When we got to Kingman we took AZ-68 toward Bullhead City, AZ, and Laughlin, NV, which was nearly a ghost town but was
saved by casinos. But instead crossing into Laughlin, we turned south on AZ-95, which parallels the Colorado River. After
about thirty minutes, we took a right on Aztec Road and went about two miles before crossing the Colorado into Nevada.
Immediately after the bridge there is a dirt road on the left. The Nevada-California state line is about a half-mile down
this road. It is marked by a stumpy white State Line monument that doesn't really seem to line up with either the bent
Nevada state line sign or the two markers by the USBS. We then climbed down to the edge of the river, which is quite low.
Unfotunately, the shrubs up at the top of the bank made it difficult to estimate the exact low point of Nevada and also the
southern-most point in Nevada and the AZ-CA-NV tristate point.
Bryan returns to California at the lowest point Nevada.
With our lowpointing done, we drove the ninety or so miles up US-95 to Las Vegas. There were some low clouds hovering over Vegas which really emphasized the light polution emanating from The Strip. We could see the yellowish glow over the black silhouette of mountains from fifty miles away, and perhaps further if the sun had set earlier.

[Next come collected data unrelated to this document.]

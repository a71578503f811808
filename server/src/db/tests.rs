//! Database Integration Tests
//!
//! Run against a live `PostgreSQL` (`DATABASE_URL`); `#[sqlx::test]` applies
//! the migrations to a fresh database per test.

#[cfg(test)]
mod postgres_tests {
    use sqlx::PgPool;

    use super::super::*;
    use crate::permissions::Role;
    use crate::repository::{
        CommentRepository, PostRepository, RepositoryError, TagRepository, UserRepository,
    };

    // ========================================================================
    // User Tests
    // ========================================================================

    #[sqlx::test]
    #[ignore] // Requires PostgreSQL
    async fn test_create_and_find_user(pool: PgPool) {
        let store = PgStore::new(pool.clone());

        let (user, role) = store
            .create_account("testuser", "test@example.com", "hashed_password_123")
            .await
            .expect("Failed to create user");
        assert_eq!(user.username, "testuser");
        assert_eq!(role, Role::Admin, "first account is admin");

        let found = find_user_by_id(&pool, user.id)
            .await
            .expect("Query failed")
            .expect("User not found");
        assert_eq!(found.email, "test@example.com");

        let found = find_user_by_email(&pool, "test@example.com")
            .await
            .expect("Query failed")
            .expect("User not found");
        assert_eq!(found.id, user.id);

        assert!(email_exists(&pool, "test@example.com").await.expect("Query failed"));
        assert!(!email_exists(&pool, "other@example.com").await.expect("Query failed"));
    }

    #[sqlx::test]
    #[ignore] // Requires PostgreSQL
    async fn test_second_account_is_user(pool: PgPool) {
        let store = PgStore::new(pool);

        store
            .create_account("first", "first@example.com", "hash")
            .await
            .expect("Failed to create first user");
        let (second, role) = store
            .create_account("second", "second@example.com", "hash")
            .await
            .expect("Failed to create second user");

        assert_eq!(role, Role::User);
        assert_eq!(
            store.roles_for(second.id).await.expect("Query failed"),
            vec![Role::User]
        );
    }

    #[sqlx::test]
    #[ignore] // Requires PostgreSQL
    async fn test_email_uniqueness(pool: PgPool) {
        let store = PgStore::new(pool);

        store
            .create_account("one", "dup@example.com", "hash")
            .await
            .expect("Failed to create first user");
        let result = store.create_account("two", "dup@example.com", "hash").await;

        assert!(matches!(result, Err(RepositoryError::Conflict(_))));
    }

    #[sqlx::test]
    #[ignore] // Requires PostgreSQL
    async fn test_set_role_replaces_roles(pool: PgPool) {
        let store = PgStore::new(pool);
        let (user, _) = store
            .create_account("admin", "admin@example.com", "hash")
            .await
            .expect("Failed to create user");

        store
            .set_role(user.id, Role::Moderator)
            .await
            .expect("Failed to set role");

        assert_eq!(
            store.roles_for(user.id).await.expect("Query failed"),
            vec![Role::Moderator]
        );
    }

    // ========================================================================
    // Post / Comment Tests
    // ========================================================================

    #[sqlx::test]
    #[ignore] // Requires PostgreSQL
    async fn test_post_delete_cascades(pool: PgPool) {
        let store = PgStore::new(pool.clone());
        let (user, _) = store
            .create_account("author", "author@example.com", "hash")
            .await
            .expect("Failed to create user");

        let post = PostRepository::create(&store, user.id, "Title", "Body")
            .await
            .expect("Failed to create post");
        let tag = TagRepository::create(&store, "news")
            .await
            .expect("Failed to create tag");
        store
            .replace_tags(post.id, &[tag.id, 424_242])
            .await
            .expect("Failed to link tags");
        CommentRepository::create(&store, post.id, user.id, "First")
            .await
            .expect("Failed to create comment");

        let tags = find_tags_for_posts(&pool, &[post.id])
            .await
            .expect("Query failed");
        assert_eq!(tags.len(), 1, "unknown tag ids are skipped");

        assert!(delete_post(&pool, post.id).await.expect("Delete failed"));
        assert!(list_comments(&pool).await.expect("Query failed").is_empty());
        assert!(find_tag_by_id(&pool, tag.id)
            .await
            .expect("Query failed")
            .is_some());
    }

    #[sqlx::test]
    #[ignore] // Requires PostgreSQL
    async fn test_update_post_stamps_updated_at(pool: PgPool) {
        let store = PgStore::new(pool.clone());
        let (user, _) = store
            .create_account("author", "author@example.com", "hash")
            .await
            .expect("Failed to create user");
        let post = create_post(&pool, user.id, "Title", "Body")
            .await
            .expect("Failed to create post");
        assert!(post.updated_at.is_none());

        let updated = update_post(&pool, post.id, "New", "Text")
            .await
            .expect("Query failed")
            .expect("Post not found");

        assert_eq!(updated.title, "New");
        assert!(updated.updated_at.is_some());
    }

    // ========================================================================
    // Tag Tests
    // ========================================================================

    #[sqlx::test]
    #[ignore] // Requires PostgreSQL
    async fn test_tag_name_unique_ignoring_case(pool: PgPool) {
        let store = PgStore::new(pool.clone());

        TagRepository::create(&store, "Rust")
            .await
            .expect("Failed to create tag");
        let dup = TagRepository::create(&store, "rust").await;
        assert!(matches!(dup, Err(RepositoryError::Conflict(_))));

        let found = find_tag_by_name(&pool, "RUST")
            .await
            .expect("Query failed")
            .expect("Tag not found");
        assert_eq!(found.name, "Rust");
    }
}
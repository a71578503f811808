//! Tags

pub mod handlers;
pub mod service;
pub mod types;

use axum::{
    middleware::{from_fn, from_fn_with_state},
    routing::{delete, get, post, put},
    Router,
};

use crate::api::AppState;
use crate::auth::{require_admin, require_auth};

/// Create tag routes.
///
/// Mounted at `/api/tags` in the main router. Reads are public, create and
/// rename need a token, delete is Admin-only.
pub fn router(state: AppState) -> Router<AppState> {
    let public_routes = Router::new()
        .route("/", get(handlers::list_tags))
        .route("/{id}", get(handlers::get_tag));

    let protected_routes = Router::new()
        .route("/", post(handlers::create_tag))
        .route("/{id}", put(handlers::update_tag))
        .layer(from_fn_with_state(state.clone(), require_auth));

    let admin_routes = Router::new()
        .route("/{id}", delete(handlers::delete_tag))
        .layer(from_fn(require_admin))
        .layer(from_fn_with_state(state, require_auth));

    public_routes.merge(protected_routes).merge(admin_routes)
}
//! Tag request types.

use serde::Deserialize;
use validator::Validate;

/// Body for both creating and renaming a tag.
#[derive(Debug, Default, Deserialize, Validate)]
#[serde(default)]
pub struct TagRequest {
    #[validate(
        custom(function = "crate::util::not_blank", message = "Tag name is required"),
        length(max = 50, message = "Tag name must be at most 50 characters")
    )]
    pub name: String,
}
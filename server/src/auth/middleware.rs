//! Authentication Middleware

use axum::{
    extract::{FromRequestParts, Request, State},
    http::{header::AUTHORIZATION, request::Parts},
    middleware::Next,
    response::Response,
};

use super::error::AuthError;
use super::jwt::{validate_token, Claims};
use crate::api::AppState;
use crate::permissions::{Actor, Role};

/// Authenticated user injected into request extensions.
///
/// Built from verified token claims; the database is not consulted.
#[derive(Debug, Clone, PartialEq, Eq)]
pub struct AuthUser {
    /// User ID.
    pub id: i64,
    /// Username.
    pub username: String,
    pub email: String,
    /// Highest role held.
    pub role: Role,
    /// Every role carried by the token.
    pub roles: Vec<Role>,
}

impl AuthUser {
    /// The identity handed to the permission checks.
    #[must_use]
    pub const fn actor(&self) -> Actor {
        Actor::new(self.id, self.role)
    }

    #[must_use]
    pub fn is_admin(&self) -> bool {
        self.role == Role::Admin
    }
}

impl TryFrom<Claims> for AuthUser {
    type Error = AuthError;

    fn try_from(claims: Claims) -> Result<Self, Self::Error> {
        let actor = claims.actor()?;
        Ok(Self {
            id: actor.id,
            username: claims.name,
            email: claims.email,
            role: actor.role,
            roles: claims.roles,
        })
    }
}

/// Middleware to require authentication.
///
/// Extracts Bearer token from Authorization header, validates the JWT and
/// injects `AuthUser` into request extensions.
///
/// # Usage
///
/// ```ignore
/// Router::new()
///     .route("/protected", get(handler))
///     .layer(axum::middleware::from_fn_with_state(state, require_auth))
/// ```
pub async fn require_auth(
    State(state): State<AppState>,
    mut request: Request,
    next: Next,
) -> Result<Response, AuthError> {
    let auth_header = request
        .headers()
        .get(AUTHORIZATION)
        .and_then(|h| h.to_str().ok())
        .ok_or(AuthError::MissingAuthHeader)?;

    let token = auth_header
        .strip_prefix("Bearer ")
        .ok_or(AuthError::InvalidAuthHeader)?;

    let claims = validate_token(token, &state.config)?;
    let auth_user = AuthUser::try_from(claims)?;
    request.extensions_mut().insert(auth_user);

    Ok(next.run(request).await)
}

/// Middleware that requires the Admin role.
///
/// Must run after [`require_auth`].
#[tracing::instrument(skip(request, next))]
pub async fn require_admin(request: Request, next: Next) -> Result<Response, AuthError> {
    let auth = request
        .extensions()
        .get::<AuthUser>()
        .ok_or(AuthError::MissingAuthHeader)?;

    if !auth.is_admin() {
        tracing::debug!(user_id = auth.id, role = %auth.role, "Admin role required");
        return Err(AuthError::AdminRequired);
    }

    Ok(next.run(request).await)
}

/// Extractor for authenticated user in handlers.
///
/// ```ignore
/// async fn protected_handler(auth_user: AuthUser) -> impl IntoResponse {
///     format!("Hello, {}!", auth_user.username)
/// }
/// ```
impl<S> FromRequestParts<S> for AuthUser
where
    S: Send + Sync,
{
    type Rejection = AuthError;

    async fn from_request_parts(parts: &mut Parts, _state: &S) -> Result<Self, Self::Rejection> {
        parts
            .extensions
            .get::<Self>()
            .cloned()
            .ok_or(AuthError::MissingAuthHeader)
    }
}
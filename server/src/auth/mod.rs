//! Authentication Service
//!
//! Local accounts: registration, login, bearer tokens and the middleware
//! that turns a token into an [`AuthUser`].

mod error;
mod handlers;
pub mod jwt;
mod middleware;
mod password;

use axum::{
    middleware as axum_middleware,
    routing::{get, post},
    Router,
};

use crate::api::AppState;

pub use error::{AuthError, AuthResult};
pub use handlers::{AuthResponse, MeResponse};
pub use middleware::{require_admin, require_auth, AuthUser};
pub use password::{hash_password, verify_password};

/// Create authentication router.
///
/// Public routes (no auth required):
/// - POST /register - Register a new user
/// - POST /login - Login with email/password
///
/// Protected routes (auth required):
/// - GET /me - Identity carried by the token
pub fn router(state: AppState) -> Router<AppState> {
    let public_routes = Router::new()
        .route("/register", post(handlers::register))
        .route("/login", post(handlers::login));

    let protected_routes = Router::new()
        .route("/me", get(handlers::me))
        .layer(axum_middleware::from_fn_with_state(state, require_auth));

    public_routes.merge(protected_routes)
}
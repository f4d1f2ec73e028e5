// This file is part of game-arena.
//
// game-arena is free software: you can redistribute it and/or modify
// it under the terms of the GNU Affero General Public License as published by
// the Free Software Foundation, either version 3 of the License, or
// (at your option) any later version.
//
// game-arena is distributed in the hope that it will be useful,
// but WITHOUT ANY WARRANTY; without even the implied warranty of
// MERCHANTABILITY or FITNESS FOR A PARTICULAR PURPOSE.  See the
// GNU Affero General Public License for more details.
//
// You should have received a copy of the GNU Affero General Public License
// along with this program.  If not, see <https://www.gnu.org/licenses/>.

use std::fmt;

use serde::{Deserialize, Serialize};

pub const GREETING: &str = "Hi! I am ArenaBot. How can I help you today? You can ask about \
                            deposits, tournament rules, or how to join a match.";
pub const EMPTY_REPLY: &str = "Sorry, I missed that.";

#[derive(Clone, Copy, Debug, Deserialize, Eq, PartialEq, Serialize)]
pub enum ChatRole {
    User,
    Bot,
}

impl fmt::Display for ChatRole {
    fn fmt(&self, f: &mut fmt::Formatter<'_>) -> fmt::Result {
        match self {
            Self::User => write!(f, "you"),
            Self::Bot => write!(f, "ArenaBot"),
        }
    }
}

#[derive(Clone, Debug, Deserialize, Eq, PartialEq, Serialize)]
pub struct ChatMessage {
    pub role: ChatRole,
    pub text: String,
}

impl fmt::Display for ChatMessage {
    fn fmt(&self, f: &mut fmt::Formatter<'_>) -> fmt::Result {
        write!(f, "{}: {}", self.role, self.text)
    }
}

/// The support desk transcript.
#[derive(Clone, Debug, Deserialize, Eq, PartialEq, Serialize)]
pub struct SupportChat {
    pub messages: Vec<ChatMessage>,
    pub waiting: usize,
}

impl SupportChat {
    /// Records the question and returns it trimmed, or `None` if it is blank.
    pub fn ask(&mut self, question: &str) -> Option<String> {
        let question = question.trim();
        if question.is_empty() {
            return None;
        }

        self.messages.push(ChatMessage {
            role: ChatRole::User,
            text: question.to_string(),
        });
        self.waiting += 1;

        Some(question.to_string())
    }

    pub fn reply(&mut self, text: &str) {
        let text = if text.trim().is_empty() {
            EMPTY_REPLY
        } else {
            text
        };

        self.messages.push(ChatMessage {
            role: ChatRole::Bot,
            text: text.to_string(),
        });
        self.waiting = self.waiting.saturating_sub(1);
    }

    #[must_use]
    pub fn last(&self) -> Option<&ChatMessage> {
        self.messages.last()
    }
}

impl Default for SupportChat {
    fn default() -> Self {
        Self {
            messages: vec![ChatMessage {
                role: ChatRole::Bot,
                text: GREETING.to_string(),
            }],
            waiting: 0,
        }
    }
}

impl fmt::Display for SupportChat {
    fn fmt(&self, f: &mut fmt::Formatter<'_>) -> fmt::Result {
        for message in &self.messages {
            writeln!(f, "{message}")?;
        }
        if self.waiting > 0 {
            writeln!(f, "ArenaBot is typing ...")?;
        }

        Ok(())
    }
}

The Luxor's beacon was also quite visable.
We stayed at the MGM Grand and had a fairly uneventful night roaming around The Strip. The next morning, we ate breakfast and then parted, Bryan down I-15 and I on the airport shuttle, each trying to get home to spend Christmas Eve with our respective families.
A facsimilie of the lowest point in New York in the middle of the Nevada desert.